Year in Review Summary

The auto physical damage (APD) market demonstrated meaningful signs of stabilization this year, but not without reminders of the structural pressures that continue to shape claims and repair operations.

After several turbulent years marked by inflation spikes, supply chain disruption, and record vehicle complexity, the industry entered 2025 on firmer footing. Personal auto NCOR improved significantly – from 112.2% in 2022, to 104.9% in 2023, to an estimated 95.3% in 2024 and 2025 – reflecting strengthened underwriting performance. Even broader economic indicators trended in the right direction: Motor Vehicle Insurance CPI growth cooled dramatically, falling from 16.3% in late 2024 to 3.1% in 2025, easing some of the affordability concerns that have dominated insurer and policyholder conversations for the past several years.

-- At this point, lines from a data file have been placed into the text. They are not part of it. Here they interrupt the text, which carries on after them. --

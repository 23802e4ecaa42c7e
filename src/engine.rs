use rand::rngs::StdRng;
use rand::{Rng, SeedableRng};

use crate::battery::{BatteryStatus, RECHARGE_DURATION};
use crate::error::{Error, Result};
use crate::events::{EventKind, EventQueue};
use crate::measure::{Accumulator, Delta};
use crate::models::{AssignmentConfig, SimConfig};
use crate::profile::ArrivalProfile;
use crate::report::{DerivedMetrics, RunMetadata, SimulationResult, StationSummary};
use crate::station::{CapacityMode, Job, Station};

pub struct SimulationEngine {
    config: SimConfig,
    stations: Vec<Station>,
    fes: EventQueue,
    rng: StdRng,
    profile: ArrivalProfile,
    acc: Accumulator,
}

impl SimulationEngine {
    pub fn new(config: SimConfig) -> Result<Self> {
        validate_config(&config)?;
        let profile = ArrivalProfile::from_config(&config.profile)?;
        let stations = config
            .stations
            .iter()
            .enumerate()
            .map(|(id, station)| Station::new(id, station))
            .collect();
        let rng = StdRng::seed_from_u64(config.seed);

        Ok(Self {
            config,
            stations,
            fes: EventQueue::new(),
            rng,
            profile,
            acc: Accumulator::new(),
        })
    }

    pub fn run(mut self) -> Result<SimulationResult> {
        self.fes.push(0.0, EventKind::Arrival);

        while let Some(event) = self.fes.pop() {
            if event.time >= self.config.sim_time {
                break;
            }
            let delta = match event.kind {
                EventKind::Arrival => self.handle_arrival(event.time)?,
                EventKind::Departure { station, server } => {
                    self.handle_departure(event.time, station, server)?
                }
                EventKind::SwitchOff { station, duration } => {
                    self.handle_switch_off(event.time, station, duration)
                }
                EventKind::Recharge { station } => self.handle_recharge(event.time, station),
            };
            self.acc.apply(event.time, delta);
        }

        let (totals, history) = self.acc.into_parts();
        let metrics = DerivedMetrics::from_totals(&totals, self.config.sim_time);
        Ok(SimulationResult {
            totals,
            metrics,
            stations: self
                .stations
                .iter()
                .map(StationSummary::from_station)
                .collect(),
            metadata: RunMetadata {
                seed: self.config.seed,
                horizon: self.config.sim_time,
                assignment: self.config.assignment.to_string(),
                stations: self.stations.len(),
            },
            history,
        })
    }

    fn handle_arrival(&mut self, time: f64) -> Result<Delta> {
        let mut delta = Delta::default();

        let candidate = self.candidate_station(time);
        let admitted = candidate.filter(|station_id| {
            self.stations[*station_id]
                .attempt_admit(time, Job::new(time))
                .is_ok()
        });
        match admitted {
            Some(station_id) => {
                delta.users += 1;
                if self.stations[station_id].can_engage_server() {
                    self.engage_and_schedule(time, station_id)?;
                }
            }
            None => {
                delta.losses += 1;
                // compensate the shortfall with another ready station, if any
                if let Some(requested) = self.request_station(time) {
                    delta = delta.merge(self.launch_station(time, requested));
                }
            }
        }

        // schedule the next arrival at the time-of-day modulated rate
        let rate = self.config.arrival_rate * self.profile.multiplier(hour_of_day(time));
        if rate > 0.0 {
            let gap = self.sample_exp(rate);
            self.fes.push(time + gap, EventKind::Arrival);
        }

        delta.arrivals += 1;
        Ok(delta)
    }

    fn handle_departure(&mut self, time: f64, station_id: usize, server_id: usize) -> Result<Delta> {
        let mut delta = Delta::default();
        let station = &mut self.stations[station_id];

        // a departure outliving its station's shutdown is a lost job
        if station.battery.status != BatteryStatus::InUse || !station.server_busy(server_id) {
            delta.losses += 1;
            return Ok(delta);
        }

        let job = station.consume(server_id)?;
        delta.users -= 1;
        delta.departures += 1;
        delta.delay += time - job.arrival_time;

        if self.stations[station_id].can_engage_server() {
            self.engage_and_schedule(time, station_id)?;
        }
        Ok(delta)
    }

    fn handle_switch_off(&mut self, time: f64, station_id: usize, duration: f64) -> Delta {
        let mut delta = Delta {
            active_stations: -1,
            ..Delta::default()
        };

        let status = self.stations[station_id].battery.consume(duration);
        let dropped = self.stations[station_id].force_clear();
        delta.users -= dropped as i64;

        if status == BatteryStatus::Empty {
            self.fes.push(
                time + RECHARGE_DURATION,
                EventKind::Recharge {
                    station: station_id,
                },
            );
            delta.charging_stations += 1;
            if let Some(requested) = self.request_station(time) {
                delta = delta.merge(self.launch_station(time, requested));
            }
        }
        delta
    }

    fn handle_recharge(&mut self, time: f64, station_id: usize) -> Delta {
        let mut delta = Delta {
            charging_stations: -1,
            ..Delta::default()
        };
        self.stations[station_id].battery.recharge();
        if self.config.relaunch_on_recharge && self.stations[station_id].is_ready(time) {
            delta = delta.merge(self.launch_station(time, station_id));
        }
        delta
    }

    /// Candidate station for an arriving job, per the assignment policy.
    /// Admission is the candidate's to refuse; `None` is an immediate loss.
    fn candidate_station(&mut self, time: f64) -> Option<usize> {
        match self.config.assignment {
            AssignmentConfig::Random => Some(self.rng.gen_range(0..self.stations.len())),
            AssignmentConfig::HighestCapacity => self
                .stations
                .iter()
                .filter(|station| station.admission(time).is_ok())
                .max_by(|a, b| {
                    a.capacity_rate()
                        .total_cmp(&b.capacity_rate())
                        .then(b.id.cmp(&a.id))
                })
                .map(|station| station.id),
        }
    }

    /// Ready station to requisition after a loss or a shutdown: ranked by
    /// capacity rate, indexed by the current arrival intensity so busy hours
    /// reach deeper into the ranking.
    fn request_station(&self, time: f64) -> Option<usize> {
        let mut ready: Vec<&Station> = self
            .stations
            .iter()
            .filter(|station| station.is_ready(time))
            .collect();
        if ready.is_empty() {
            return None;
        }
        ready.sort_by(|a, b| {
            b.capacity_rate()
                .total_cmp(&a.capacity_rate())
                .then(a.id.cmp(&b.id))
        });
        let intensity = self.profile.multiplier(hour_of_day(time));
        let idx = (((ready.len() - 1) as f64) * intensity) as usize;
        Some(ready[idx.min(ready.len() - 1)].id)
    }

    /// Activates (or resumes) a station and schedules the switch-off that
    /// ends its discharge budget. Mains-powered stations never switch off.
    fn launch_station(&mut self, time: f64, station_id: usize) -> Delta {
        let switch_off = {
            let station = &mut self.stations[station_id];
            match station.battery.status {
                BatteryStatus::Full => {
                    let solar = station.solar_panel && in_solar_window(time);
                    station.battery.activate(solar);
                }
                BatteryStatus::Paused => station.battery.resume(),
                _ => {}
            }
            let budget = match station.activation_budget {
                Some(desired) => desired.min(station.battery.residual),
                None => station.battery.residual,
            };
            (!station.battery.is_infinite()).then_some(budget)
        };

        if let Some(budget) = switch_off {
            self.fes.push(
                time + budget,
                EventKind::SwitchOff {
                    station: station_id,
                    duration: budget,
                },
            );
        }
        Delta {
            active_stations: 1,
            ..Delta::default()
        }
    }

    fn engage_and_schedule(&mut self, time: f64, station_id: usize) -> Result<()> {
        let (server_id, mean) = self.stations[station_id].engage_server(time, &mut self.rng)?;
        let service = self.sample_exp(1.0 / mean);
        self.stations[station_id].accrue_service(server_id, service);
        self.fes.push(
            time + service,
            EventKind::Departure {
                station: station_id,
                server: server_id,
            },
        );
        Ok(())
    }

    fn sample_exp(&mut self, rate: f64) -> f64 {
        let mut u = self.rng.gen::<f64>();
        if u <= f64::MIN_POSITIVE {
            u = f64::MIN_POSITIVE;
        }
        -u.ln() / rate
    }
}

pub fn run_simulation(config: &SimConfig) -> Result<SimulationResult> {
    SimulationEngine::new(config.clone())?.run()
}

fn hour_of_day(time: f64) -> f64 {
    (time / 3600.0).rem_euclid(24.0)
}

fn in_solar_window(time: f64) -> bool {
    (8.0..=16.0).contains(&hour_of_day(time))
}

pub fn validate_config(config: &SimConfig) -> Result<()> {
    if config.stations.is_empty() {
        return Err(Error::EmptyStations);
    }
    for (id, station) in config.stations.iter().enumerate() {
        if station.service_times.is_empty() {
            return Err(Error::NoServers(id));
        }
        for mean in &station.service_times {
            if !(*mean > 0.0) {
                return Err(Error::InvalidServiceTime(id, *mean));
            }
        }
        if let CapacityMode::Bounded(0) = station.capacity {
            return Err(Error::InvalidCapacity(id));
        }
        for slot in &station.working_slots {
            if slot[0] < 0.0 || !(slot[0] < slot[1]) {
                return Err(Error::InvalidWorkingSlot(id, slot[0], slot[1]));
            }
        }
        if let Some(budget) = station.activation_budget {
            if !(budget > 0.0) {
                return Err(Error::InvalidActivationBudget(id, budget));
            }
        }
    }
    if !(config.arrival_rate > 0.0) {
        return Err(Error::InvalidArrivalRate(config.arrival_rate));
    }
    if !(config.sim_time > 0.0) {
        return Err(Error::InvalidHorizon(config.sim_time));
    }
    Ok(())
}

Yet 2025 also made clear that many of the cost drivers reshaping APD are now permanent fixtures of the landscape. Total loss frequency edged higher – growing from 22.1% to 22.8% – driven by the increased age of vehicles, a decline in lower severity claims filings, and the accumulation of advanced electronics that often tip borderline repairs toward total loss decisions. Adjusted vehicle values inched up to $13,700 through October, still down from the peaks in mid-2022. And even with inflation cooling, repair costs continued their steady climb. The average total cost of repair grew from $4,700 to $4,768 through Q3, reinforcing the reality that rising vehicle sophistication – not temporary macroeconomic factors – is now a primary driver of severity.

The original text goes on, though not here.